The pharma firm has been rocked by a series of drug failures and its revenues will be sapped once its leading drug, Cipralex/Lexapro (escitalopram), begins to lose patent protection in 2012.
That drug made over DKK 3.5bn (€2.6bn) for Lundbeck in 2006, which was over a third of its total revenue (DKK 9.2bn)
According to Reuters, Claus Braestrup told the Danish newspaper Jyllands-Posten: "It's definitely not a catastrophe or a deep crisis.
But a crisis, yes."
He explained that Lundbeck is willing to buy in individual drugs or even acquire whole companies to relieve the pressure on its pipeline.
He said: "I have told the organisation that if there is a drug that fits and that we can buy for a fair price, we must bloody well have it."

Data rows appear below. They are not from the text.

//! Autonomous fire bursts.

use rand::Rng;
use sortie_core::constants::*;
use sortie_core::decision::BurstOrder;

/// An accepted burst with clamped parameters.
#[derive(Debug, Clone, Copy, PartialEq)]
pub struct Burst {
    pub cadence_ms: f64,
    pub ends_at_ms: f64,
    /// Half-width of the per-shot angular jitter (radians).
    pub spread: f64,
    last_shot_ms: Option<f64>,
}

impl Burst {
    /// Clamp an order into safe bounds. Missing or zero values take defaults.
    pub fn from_order(order: &BurstOrder, now_ms: f64) -> Self {
        let cadence = order
            .cadence_ms
            .filter(|c| *c != 0.0)
            .unwrap_or(BURST_CADENCE_DEFAULT_MS)
            .clamp(BURST_CADENCE_RANGE_MS.0, BURST_CADENCE_RANGE_MS.1);
        let duration = order
            .duration_ms
            .filter(|d| *d != 0.0)
            .unwrap_or(BURST_DURATION_DEFAULT_MS)
            .clamp(BURST_DURATION_RANGE_MS.0, BURST_DURATION_RANGE_MS.1);
        let spread = order
            .spread
            .unwrap_or(BURST_SPREAD_DEFAULT)
            .clamp(0.0, BURST_SPREAD_MAX);
        Self {
            cadence_ms: cadence,
            ends_at_ms: now_ms + duration,
            spread,
            last_shot_ms: None,
        }
    }

    pub fn is_over(&self, now_ms: f64) -> bool {
        now_ms >= self.ends_at_ms
    }

    /// Whether a shot is due at `now_ms`; records it if so.
    pub fn take_shot(&mut self, now_ms: f64) -> bool {
        if self.is_over(now_ms) {
            return false;
        }
        let due = self
            .last_shot_ms
            .map_or(true, |last| now_ms - last >= self.cadence_ms);
        if due {
            self.last_shot_ms = Some(now_ms);
        }
        due
    }

    /// Jitter a firing direction (radians) within the spread.
    pub fn jitter<R: Rng + ?Sized>(&self, dir_rad: f64, rng: &mut R) -> f64 {
        dir_rad + (rng.gen::<f64>() - 0.5) * self.spread * 2.0
    }
}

He then reportedly went on to say that Anders Gotzsche, Lundbeck's new chief financial officer, will try to re-structure the organisation such that, if the possibility of an acquisition arose, it could pursue it.
At the end of May, Lundbeck announced that desmoteplase its candidate drug given in the immediate aftermath of an acute ischemic stroke, was no more effective than placebo.
The drug is based on a clot-dissolving protein found in the saliva of the vampire bat Desmodus rotundus and was designed to bind to fibrin.
In-licensing deals are nothing new to Lundbeck; the company has signed over 20 such agreements over the past few years from other firms such as Garching Innovation, Paion, Teva Pharmaceuticals, Pharmexa, Merck & Co. and Solvay Pharmaceuticals.
Those deals covered a range of different therapeutic categories including sleep disorders, stroke, Parkinson's disease, Alzheimer's disease and schizophrenia.